BEGIN Data supplied
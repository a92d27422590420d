use core::fmt;
use std::sync::Arc;

use derive_where::derive_where;
use generational_arena::{Arena, Index};
use newt::{NumEnum, NumEnumMap};
use parking_lot::{Condvar, Mutex};
use thiserror::Error;

use crate::{util::ExtensionFor, BoundSignalChannel};

// === Errors === //

#[derive(Debug, Clone, Error)]
#[error("failed to spawn new task: shutdown already requested")]
#[non_exhaustive]
pub struct ShutdownAlreadyRequested;

// === MultiShutdownSignal === //

#[derive_where(Clone, Default)]
pub struct MultiShutdownSignal<P: NumEnum> {
    signals: Arc<NumEnumMap<P, ShutdownSignal>>,
}

impl<P: NumEnum> fmt::Debug for MultiShutdownSignal<P> {
    fn fmt(&self, f: &mut fmt::Formatter<'_>) -> fmt::Result {
        f.debug_struct("MultiShutdownSignal")
            .finish_non_exhaustive()
    }
}

impl<P: NumEnum> MultiShutdownSignal<P> {
    pub fn new() -> Self {
        Self::default()
    }

    pub fn spawn(
        &self,
        phase: P,
        kick: impl 'static + Send + Sync + FnOnce(),
    ) -> Result<ShutdownTask, ShutdownAlreadyRequested> {
        self.signals[phase].spawn_ref(kick)
    }

    pub fn shutdown(&self) {
        for signal in self.signals.values() {
            signal.shutdown();
        }
    }
}

// === ShutdownSignal === //

#[derive(Clone, Default)]
pub struct ShutdownSignal(Arc<ShutdownSignalInner>);

impl fmt::Debug for ShutdownSignal {
    fn fmt(&self, f: &mut fmt::Formatter<'_>) -> fmt::Result {
        f.debug_struct("ShutdownSignal").finish_non_exhaustive()
    }
}

#[derive(Default)]
struct ShutdownSignalInner {
    state: Mutex<State>,
    condvar: Condvar,
}

#[derive(Default)]
struct State {
    shutting_down: bool,
    tasks: Arena<Box<dyn Send + Sync + FnMut()>>,
}

impl ShutdownSignal {
    pub fn new() -> Self {
        Self::default()
    }

    pub fn spawn(
        self,
        kick: impl 'static + Send + Sync + FnOnce(),
    ) -> Result<ShutdownTask, ShutdownAlreadyRequested> {
        let mut guard = self.0.state.lock();

        if guard.shutting_down {
            return Err(ShutdownAlreadyRequested);
        }

        let mut kick = Some(kick);
        let index = guard.tasks.insert(Box::new(move || {
            if let Some(kick) = kick.take() {
                kick();
            }
        }));

        drop(guard);

        Ok(ShutdownTask {
            signal: self,
            index,
        })
    }

    pub fn spawn_ref(
        &self,
        kick: impl 'static + Send + Sync + FnOnce(),
    ) -> Result<ShutdownTask, ShutdownAlreadyRequested> {
        self.clone().spawn(kick)
    }

    pub fn shutdown(&self) {
        let mut guard = self.0.state.lock();
        guard.shutting_down = true;

        for (_, task) in &mut guard.tasks {
            // This is technically calling userland code but that routine should already be quite
            // reentrancy-aware so this is unlikely to be the source of bugs.
            task();
        }

        self.0.condvar.wait(&mut guard);
        assert!(guard.tasks.is_empty());
    }
}

// === ShutdownTask === //

#[derive(Debug)]
pub struct ShutdownTask {
    signal: ShutdownSignal,
    index: Index,
}

impl ShutdownTask {
    pub fn signal(&self) -> &ShutdownSignal {
        &self.signal
    }
}

impl Drop for ShutdownTask {
    fn drop(&mut self) {
        let mut guard = self.signal.0.state.lock();

        guard.tasks.remove(self.index);
        if guard.shutting_down && guard.tasks.is_empty() {
            self.signal.0.condvar.notify_all();
        }
    }
}

// === Extensions === //

pub trait MultiShutdownSignalExt: ExtensionFor<MultiShutdownSignal<Self::Phase>> {
    type Phase: NumEnum;

    fn spawn_signal(
        &self,
        phase: Self::Phase,
        signal: BoundSignalChannel,
    ) -> Result<ShutdownTask, ShutdownAlreadyRequested>;
}

impl<P: NumEnum> MultiShutdownSignalExt for MultiShutdownSignal<P> {
    type Phase = P;

    fn spawn_signal(
        &self,
        phase: Self::Phase,
        signal: BoundSignalChannel,
    ) -> Result<ShutdownTask, ShutdownAlreadyRequested> {
        self.spawn(phase, move || signal.assert())
    }
}

pub trait ShutdownSignalExt: ExtensionFor<ShutdownSignal> {
    fn spawn_signal(
        self,
        signal: BoundSignalChannel,
    ) -> Result<ShutdownTask, ShutdownAlreadyRequested>;

    fn spawn_signal_ref(
        &self,
        signal: BoundSignalChannel,
    ) -> Result<ShutdownTask, ShutdownAlreadyRequested>;
}

impl ShutdownSignalExt for ShutdownSignal {
    fn spawn_signal(
        self,
        signal: BoundSignalChannel,
    ) -> Result<ShutdownTask, ShutdownAlreadyRequested> {
        self.spawn(move || signal.assert())
    }

    fn spawn_signal_ref(
        &self,
        signal: BoundSignalChannel,
    ) -> Result<ShutdownTask, ShutdownAlreadyRequested> {
        self.spawn_ref(move || signal.assert())
    }
}

// === Tests === //

#[cfg(test)]
mod test {
    use std::sync::Barrier;

    use crate::{ParkSignalChannelExt, RawSignalChannel};

    use super::*;

    #[test]
    fn does_notify() {
        let subscriber_barrier = Barrier::new(2);
        let shutdown = ShutdownSignal::new();

        std::thread::scope(|s| {
            s.spawn(|| {
                let signal = RawSignalChannel::new();
                let task = shutdown
                    .clone()
                    .spawn_signal(BoundSignalChannel {
                        channel: signal.clone(),
                        mask: 0b1,
                    })
                    .unwrap();

                subscriber_barrier.wait();

                while signal.take(0b1) == 0 {
                    signal.wait_on_park(u64::MAX);
                }

                assert!(shutdown
                    .clone()
                    .spawn_signal(BoundSignalChannel {
                        channel: signal.clone(),
                        mask: 0b1,
                    })
                    .is_err());

                drop(task);
            });

            s.spawn(|| {
                subscriber_barrier.wait();
                shutdown.shutdown();
            });
        });
    }
}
END Data supplied
Search the records for the string "NumEnumMap" and, wherever a line contains it, please copy that line.

use newt::{NumEnum, NumEnumMap};
    signals: Arc<NumEnumMap<P, ShutdownSignal>>,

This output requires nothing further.